Pengagungan Terhadap Rasul S.A.W. – Kisah Sang Rasul (2/2)

KISAH SANG RASUL:
Menyimak dan Meneguhkan Sosok Pembawa Risalah

Karya: Abdullah ibn Jakfar al-Habsyi
 
Diterbitkan oleh:
CV. Layar Creative Mediatama

Rangkaian Pos: Pengagungan Terhadap Rasul S.A.W. - Kisah Sang Rasul

Dan Baginda Rasūlullāh s.a.w. telah mengajarkan kepada kita bagaimana cara memuji (bershalawat) kepada beliau, yang mana telah diriwayatkan oleh Ka‘ab ibn Ujrah r.a. bahwa para sahabat bertanya kepada Rasūlullāh s.a.w.:

“Wahai Rasūlullāh, kami telah menyampaikan salām kepadamu, bagaimana cara kami bershalawat kepada engkau?”

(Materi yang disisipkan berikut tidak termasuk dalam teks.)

//! Schema Reflect
//!
//! Generates JSON Schema (draft-07) documents from Rust type descriptors.
//!
//! ## Features
//!
//! - **Type Walker**: Objects, sequences, maps and scalars map to schema kinds
//! - **Shared Definitions**: Named types become `definitions` entries referenced by `$ref`
//! - **Cycle Safety**: Recursive types resolve to references instead of looping
//! - **Field Tags**: Names, requiredness and validation keywords from `key:"value"` tags
//! - **Hooks**: Intercept schemas, properties, nullability and definition names
//!
//! ## Architecture
//!
//! ```text
//! Reflect::type_info()          descriptor with lazy nested types
//!        │
//!        ▼
//! Reflector ── options ──▶ ReflectContext
//!        │                   ├── registry     (definitions, names, cycle guard)
//!        │                   ├── constraints  (field tags → keywords)
//!        │                   ├── nullability
//!        │                   ├── compose      (oneOf/anyOf/allOf/not/if/then/else)
//!        │                   └── hooks
//!        ▼
//! Schema { ..., definitions }
//! ```
//!
//! ## Example
//!
//! ```
//! use schema_reflect::types::{Field, Reflect, TypeInfo};
//! use schema_reflect::reflect;
//!
//! struct Person {
//!     name: String,
//!     age: u32,
//! }
//!
//! impl Reflect for Person {
//!     fn type_info() -> TypeInfo {
//!         TypeInfo::object::<Self>(vec![
//!             Field::new::<String>("name").tag(r#"json:"name" required:"true""#),
//!             Field::new::<u32>("age").tag(r#"json:"age""#),
//!         ])
//!     }
//! }
//!
//! let person = Person { name: "Ada".into(), age: 36 };
//! let schema = reflect(&person, []).unwrap();
//! assert_eq!(
//!     schema.to_json_value().unwrap(),
//!     serde_json::json!({
//!         "type": "object",
//!         "required": ["name"],
//!         "properties": {
//!             "name": {"type": "string"},
//!             "age": {"type": "integer"}
//!         }
//!     })
//! );
//! # let _ = (person.name, person.age);
//! ```

pub mod config;
pub mod error;
pub mod reflector;
pub mod schema;
pub mod tags;
pub mod types;

pub use config::ReflectorConfig;
pub use error::{HookError, ReflectError, Result};
pub use reflector::{options, reflect, ReflectContext, ReflectOption, Reflector, Stage};
pub use schema::{Ref, Schema, SchemaOrBool, SimpleType, Type};
pub use types::{Field, Kind, Reflect, TypeInfo};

Maka Rasūlullāh s.a.w. pun bersabda:

قُوْلُوْا: اللهُمَّ صَلِّ عَلَى مُحَمَّدٍ وَ عَلَى آلِ مُحَمَّدٍ، كَمَا صَلَّيْتَ عَلَى إِبْرَاهِيْمَ، وَ عَلَى آلِ إِبْرَاهِيْمَ، إِنَّكَ حَمِيْدٌ مَجِيْدٌ، وَ بَارِكْ عَلَى مُحَمَّدٍ وَ عَلَى آلِ مُحَمَّد، كَمَا بَارَكْتَ عَلَى إِبْرَاهِيْمَ، وَ عَلَى آلِ إِبْرَاهِيْمَ فِي الْعَالَمِيْنَ إِنَّكَ حَمِيْدٌ مَجِيْدٌ.

Maka katakanlah: “Ya Allah limpahkan shalawat kepada Muḥammad dan keluarga Muḥammad sebagaimana shalawat yang engkau limpahkan kepada Ibrāhīm dan keluarganya, sesungguhnya Engkau Maha Terpuji lagi Mulia, dan limpahkanlah Ya Allah keberkahan kepada Muḥammad dan keluarganya sebagaimana Engkau limpahkan keberkahan kepada Ibrāhīm dan keluarganya di seluruh alam semesta, sesungguhnya Engkau Maha Terpuji lagi Mulia.” (al-Hadits).

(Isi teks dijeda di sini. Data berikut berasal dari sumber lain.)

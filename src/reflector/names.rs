//! Definition Name Derivation
//!
//! Builds a definition name from a Rust type path:
//!
//! - the last module segment and the local type name, PascalCased
//! - followed by the local names of generic arguments
//!
//! `app::models::Page<app::models::User>` becomes `ModelsPageUser`.
//! Collisions between different types are resolved by the registry, not here.

/// Derive the definition name for a full type path
pub fn definition_name(type_name: &str) -> String {
    let (base, _) = split_generics(type_name);
    let segments: Vec<&str> = base.split("::").filter(|s| !s.is_empty()).collect();

    let mut name = String::new();
    if segments.len() >= 2 {
        name.push_str(&to_pascal_case(segments[segments.len() - 2]));
    }
    name.push_str(&local_name(type_name));
    name
}

/// Local type name plus generic argument names, without the module prefix
pub fn local_name(type_name: &str) -> String {
    let (base, args) = split_generics(type_name);
    let local = base.rsplit("::").next().unwrap_or(base);

    let mut name = to_pascal_case(&sanitize(local));
    for arg in args {
        name.push_str(&local_name(arg));
    }
    name
}

/// Split `path::Type<A, B<C>>` into `path::Type` and its top-level arguments
fn split_generics(type_name: &str) -> (&str, Vec<&str>) {
    let type_name = type_name.trim();
    let Some(open) = type_name.find('<') else {
        return (type_name, Vec::new());
    };
    let base = &type_name[..open];
    let inner = type_name[open + 1..]
        .strip_suffix('>')
        .unwrap_or(&type_name[open + 1..]);

    let mut args = Vec::new();
    let mut depth = 0usize;
    let mut start = 0;
    for (i, c) in inner.char_indices() {
        match c {
            '<' | '(' | '[' => depth += 1,
            '>' | ')' | ']' => depth = depth.saturating_sub(1),
            ',' if depth == 0 => {
                args.push(inner[start..i].trim());
                start = i + 1;
            }
            _ => {}
        }
    }
    let last = inner[start..].trim();
    if !last.is_empty() {
        args.push(last);
    }
    (base, args)
}

/// Keep identifier characters; everything else separates words
fn sanitize(s: &str) -> String {
    s.chars()
        .map(|c| if c.is_alphanumeric() { c } else { '_' })
        .collect()
}

/// Convert string to PascalCase, preserving the casing inside words
pub fn to_pascal_case(s: &str) -> String {
    let mut result = String::with_capacity(s.len());
    let mut capitalize_next = true;

    for c in s.chars() {
        if c == '_' || c == '-' || c == ' ' {
            capitalize_next = true;
        } else if capitalize_next {
            result.extend(c.to_uppercase());
            capitalize_next = false;
        } else {
            result.push(c);
        }
    }

    result
}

Jika kita perhatikan bersama tentang jawaban Baginda Rasūlullāh s.a.w. bahwa kita sebagai umatnya masih belum memenuhi haknya pujian kita kepada Rasūlullāh s.a.w. karena kita mengucapkan:

اللهُمَّ صَلِّ عَلَى مُحَمَّدٍ

Ya Allah limpahkan shalawat kepada Muḥammad”.

Yang berarti kita belum bershalawat, akan tetapi kita meminta kepada Allah s.w.t. agar melimpahkan shalawat kepada Rasūlullāh s.a.w., karena hanya Allah-lah yang mengetahui kedudukan nabi dan utusan-Nya.

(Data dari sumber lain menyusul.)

impl ReflectContext {
    pub fn new() -> Self {
        Self::default()
    }

    /// Dotted path of the value being reflected, rooted at `#`
    pub fn path(&self) -> String {
        let mut out = String::new();
        for (i, segment) in self.path.iter().enumerate() {
            if i > 0 && !segment.starts_with('[') && !segment.starts_with('{') {
                out.push('.');
            }
            out.push_str(segment);
        }
        out
    }

    pub fn definitions_prefix(&self) -> &str {
        &self.definitions_prefix
    }

    pub fn property_name_tag(&self) -> &str {
        &self.property_name_tag
    }

    pub fn hooks(&self) -> &Hooks {
        &self.hooks
    }

    fn child_path(&self, segment: &str) -> String {
        format!("{}.{}", self.path(), segment)
    }

    fn reference(&self, name: &str) -> Schema {
        Ref::new(self.definitions_prefix.as_str(), name).schema()
    }

    /// Walk the root type and assemble the document
    fn run(mut self, info: TypeInfo) -> Result<Schema> {
        let mut schema = self.walk(info).map_err(|e| e.into_error("#"))?;
        if self.root_nullable {
            schema = nullability::make_nullable(schema, true);
        }

        debug!(definitions = self.registry.len(), "reflection complete");
        let definitions = std::mem::take(&mut self.registry).into_definitions();
        match &self.collector {
            Some(collect) => {
                for (name, definition) in definitions {
                    collect(name, definition);
                }
            }
            None if !definitions.is_empty() => {
                schema.definitions = Some(
                    definitions
                        .into_iter()
                        .map(|(name, definition)| (name, definition.into()))
                        .collect(),
                );
            }
            None => {}
        }
        Ok(schema)
    }

    /// Walk a nested type under an extra path segment
    pub(crate) fn walk_at(&mut self, ty: TypeFn, segment: &str) -> WalkResult<Schema> {
        self.path.push(segment.to_string());
        let result = self.walk(ty());
        self.path.pop();
        result
    }

    fn walk(&mut self, info: TypeInfo) -> WalkResult<Schema> {
        let info = match self.type_mappings.get(&info.key()) {
            Some(Substitution::Schema(schema)) => return Ok(schema.clone()),
            Some(Substitution::Type(target)) => target(),
            None => info,
        };

        if let Kind::Optional(inner) = info.kind() {
            let inner = *inner;
            let schema = self.walk(inner())?;
            return Ok(nullability::make_nullable(schema, self.envelop_nullability));
        }

        let key = info.key();
        if let Some(name) = self.registry.completed(key) {
            return Ok(self.reference(name));
        }
        if self.registry.is_active(key) {
            return Ok(self.placeholder(&info));
        }

        let is_root = self.root.is_none();
        if is_root {
            self.root = Some(key);
        }

        let mark = self.registry.mark();
        self.registry.enter(key);
        if info.is_named() && (!is_root || self.root_ref) {
            let name = self.definition_name(&info);
            self.registry.allocate(key, &name);
        }
        let expanded = self.expand(&info);
        self.registry.leave(key);

        match expanded {
            Ok(schema) => Ok(self.finish(&info, schema, is_root)),
            Err(e) => {
                self.registry.rollback(mark);
                Err(e)
            }
        }
    }

    fn definition_name(&self, info: &TypeInfo) -> String {
        let derived = match info.naming() {
            Naming::Explicit(name) => name.to_string(),
            _ => names::definition_name(info.type_name()),
        };
        self.hooks.definition_name(info, derived)
    }

    /// Reference returned when a type recurses into itself
    fn placeholder(&mut self, info: &TypeInfo) -> Schema {
        let key = info.key();
        if self.root == Some(key) && !self.root_ref {
            trace!(path = %self.path(), "root recursion");
            return Ref::root().schema();
        }

        let name = match self.registry.slot(key) {
            Some(slot) => slot.name.clone(),
            None => {
                let base = if info.is_named() {
                    self.definition_name(info)
                } else {
                    self.registry.next_anonymous_name()
                };
                self.registry.allocate(key, &base).to_string()
            }
        };
        self.registry.mark_referenced(key);
        trace!(path = %self.path(), name = %name, "cycle placeholder");
        self.reference(&name)
    }

    /// Register the expanded schema or hand it back inline
    fn finish(&mut self, info: &TypeInfo, schema: Schema, is_root: bool) -> Schema {
        let key = info.key();
        let name = match self.registry.slot(key) {
            Some(slot) => slot.name.clone(),
            None => return schema,
        };

        let must_register = self.registry.is_referenced(key) || (is_root && self.root_ref);
        let inline = self.inline_refs || self.inline_types.contains(&key) || schema.is_trivial();
        if inline && !must_register {
            self.registry.release(key);
            return schema;
        }

        self.registry.finalize(key, schema);
        self.reference(&name)
    }

    fn expand(&mut self, info: &TypeInfo) -> WalkResult<Schema> {
        let path = self.path();
        debug!(path = %path, type_name = info.type_name(), "expanding type");

        let mut schema = Schema::new();
        let stop = self
            .hooks
            .run_schema(Stage::Before, &path, info, &mut schema)
            .map_err(|e| Interrupt::from_hook(e, &path))?;
        if stop {
            trace!(path = %path, "expansion stopped by hook");
            return Ok(schema);
        }
        if let Some(exposed) = expose(info, &path)? {
            return Ok(exposed);
        }

        match info.kind() {
            Kind::Bool => schema.r#type = Some(SimpleType::Boolean.into()),
            Kind::Integer => schema.r#type = Some(SimpleType::Integer.into()),
            Kind::Number => schema.r#type = Some(SimpleType::Number.into()),
            Kind::String => schema.r#type = Some(SimpleType::String.into()),
            Kind::Null => schema.r#type = Some(SimpleType::Null.into()),
            Kind::Any => {}
            Kind::Optional(inner) => {
                let inner = self.walk(inner())?;
                schema = nullability::make_nullable(inner, self.envelop_nullability);
            }
            Kind::Sequence { items, unique, len } => {
                schema.r#type = Some(SimpleType::Array.into());
                schema.items = Some(Box::new(self.walk_at(*items, "[]")?.into()));
                if *unique {
                    schema.unique_items = Some(true);
                }
                if let Some(len) = len {
                    schema.min_items = Some(*len as u64);
                    schema.max_items = Some(*len as u64);
                }
            }
            Kind::Map { values } => {
                schema.r#type = Some(SimpleType::Object.into());
                schema.additional_properties = Some(Box::new(self.walk_at(*values, "{}")?.into()));
            }
            Kind::Object(fields) => {
                schema.r#type = Some(SimpleType::Object.into());
                for field in fields {
                    self.walk_field(field, &mut schema)?;
                }
            }
            Kind::Unsupported(what) => {
                return Err(ReflectError::UnsupportedType {
                    path,
                    type_name: info.type_name().to_string(),
                    kind: what.to_string(),
                }
                .into());
            }
        }

        annotate(info, &mut schema);
        compose::compose(self, info, &mut schema)?;

        for capability in info.capabilities() {
            if let Capability::Preparer(prepare) = *capability {
                prepare(&mut schema).map_err(|e| Interrupt::from_hook(e, &path))?;
            }
        }

        self.hooks
            .run_schema(Stage::After, &path, info, &mut schema)
            .map_err(|e| Interrupt::from_hook(e, &path))?;
        Ok(schema)
    }

    /// First configured property-name tag present on the field
    fn name_tag_value<'t>(&self, tags: &'t Tags) -> Option<&'t str> {
        std::iter::once(&self.property_name_tag)
            .chain(self.additional_name_tags.iter())
            .find_map(|key| tags.get(key))
    }

    fn walk_field(&mut self, field: &Field, parent: &mut Schema) -> WalkResult<()> {
        let tags = Tags::parse(&field.tag).map_err(|e| ReflectError::InvalidTag {
            path: self.child_path(&field.name),
            tag: field.tag.to_string(),
            reason: e.to_string(),
        })?;

        let name_value = self.name_tag_value(&tags);
        if name_value.is_none() && self.require_tags && !field.embedded {
            trace!(field = %field.name, "untagged field skipped");
            return Ok(());
        }
        let name_tag = NameTag::parse(name_value.unwrap_or_default());
        if name_tag.is_skipped() {
            return Ok(());
        }
        if field.embedded && name_tag.name.is_empty() {
            return self.walk_embedded(field, &tags, parent);
        }

        let name = if name_tag.name.is_empty() {
            field.name.to_string()
        } else {
            name_tag.name.to_string()
        };
        let omit_empty = name_tag.omit_empty();

        let mark = self.registry.mark();
        self.path.push(name.clone());
        let result = self.walk_property(field, &tags, &name, omit_empty, parent);
        let path = self.path();
        self.path.pop();
        if result.is_err() {
            self.registry.rollback(mark);
        }

        match result {
            Err(Interrupt::SkipProperty) => {
                debug!(path = %path, "property skipped by hook");
                Ok(())
            }
            Err(Interrupt::Error(ReflectError::UnsupportedType { kind, .. }))
                if self.skip_unsupported =>
            {
                debug!(path = %path, kind = %kind, "unsupported property skipped");
                Ok(())
            }
            other => other,
        }
    }

    fn walk_property(
        &mut self,
        field: &Field,
        tags: &Tags,
        name: &str,
        omit_empty: bool,
        parent: &mut Schema,
    ) -> WalkResult<()> {
        let path = self.path();

        let mut property = Schema::new();
        self.hooks
            .run_property(Stage::Before, &path, name, field, &mut property, parent)
            .map_err(|e| Interrupt::from_hook(e, &path))?;

        // a property filled in by a `Before` hook replaces reflection of the field type
        let (info, pointer) = strip_optional((field.ty)());
        let mut property = if property == Schema::new() {
            self.walk(info)?
        } else {
            trace!(path = %path, "property provided by hook");
            property
        };

        let (literal, container) = {
            let resolved = self.resolve(&property);
            let container = match resolved.primary_type() {
                Some(SimpleType::Array) => true,
                Some(SimpleType::Object) => !resolved.has_properties(),
                _ => false,
            };
            (LiteralKind::of(resolved), container)
        };

        let constraints = constraints::apply(tags, literal, &mut property, &path)?;

        let input = NullabilityInput {
            pointer,
            omit_empty,
            container,
        };
        let structural = nullability::structural_decision(input, self.null_for_containers);
        let decision = constraints.nullable.or_else(|| {
            self.hooks.resolve_nullability(InterceptNullabilityParams {
                path: &path,
                field,
                schema: &property,
                pointer,
                omit_empty,
                nullable: structural,
            })
        });
        property = match decision {
            Some(true) => nullability::make_nullable(property, true),
            Some(false) => {
                nullability::make_non_nullable(&mut property);
                property
            }
            None if structural => nullability::make_nullable(property, self.envelop_nullability),
            None => property,
        };

        property.normalize_ref();

        if constraints.required {
            parent.add_required(name);
        }
        if let Err(e) = self
            .hooks
            .run_property(Stage::After, &path, name, field, &mut property, parent)
        {
            parent.required.retain(|r| r != name);
            return Err(Interrupt::from_hook(e, &path));
        }

        parent.properties_mut().insert(name.to_string(), property.into());
        Ok(())
    }

    /// Embedded fields contribute their properties to the parent, or an
    /// `allOf` reference with `refer:"true"`
    fn walk_embedded(&mut self, field: &Field, tags: &Tags, parent: &mut Schema) -> WalkResult<()> {
        let path = self.path();
        let refer = TagReader { tags, path: &path }
            .boolean("refer")?
            .unwrap_or(false);
        let (info, _) = strip_optional((field.ty)());
        let key = info.key();

        let flatten = !refer
            && !self.type_mappings.contains_key(&key)
            && !self.flattening.contains(&key)
            && !info.capabilities().iter().any(Capability::is_exposer);

        if flatten {
            if let Kind::Object(fields) = info.kind() {
                trace!(path = %path, type_name = info.type_name(), "flattening embedded type");
                self.flattening.push(key);
                let result = fields
                    .iter()
                    .try_for_each(|field| self.walk_field(field, parent));
                self.flattening.pop();
                return result;
            }
        }

        let schema = self.walk(info)?;
        parent.all_of.get_or_insert_with(Vec::new).push(schema.into());
        Ok(())
    }

    /// Follow definition references to the schema they name
    fn resolve<'s>(&'s self, schema: &'s Schema) -> &'s Schema {
        let mut current = schema;
        // bounded: definitions may themselves be plain references
        for _ in 0..8 {
            let target = current
                .reference
                .as_deref()
                .and_then(|r| r.strip_prefix(self.definitions_prefix.as_str()))
                .and_then(|name| self.registry.schema_by_name(name));
            match target {
                Some(next) => current = next,
                None => break,
            }
        }
        current
    }
}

Dan kalau kita melihat dari sisi retorika dalam firman Allah s.w.t. berikut:

صَلُّوْا عَلَيْهِ

Bershalawatlah kalian kepada Nabi-Nya…….”. (QS. al-Aḥzāb [33]: 56).

Jelas bagi kita bahwa pujian/doa (shalawat) kita kepada Rasūlullāh s.a.w. terhitung sebagai ibadah yang paling diutamakan, yang mana Allah s.w.t. telah memerintahkan dan mensyariatkan di dalam agama sebagai suatu amalan yaitu, shalat dan itu telah jelas kita lihat dari firman Allah s.w.t. tersebut, maka Allah menamakan pujian/doa kita kepada Rasūlullāh s.a.w. sebagai shalat, dan jelas bagi kita juga bahwa dalam pujian kita kepada Rasūlullāh s.a.w. berbagai ganjaran dan balasan sebagaimana shalat yang kita persembahkan kepada Allah s.w.t. diberikan sebaik-baiknya ganjaran dan balasan.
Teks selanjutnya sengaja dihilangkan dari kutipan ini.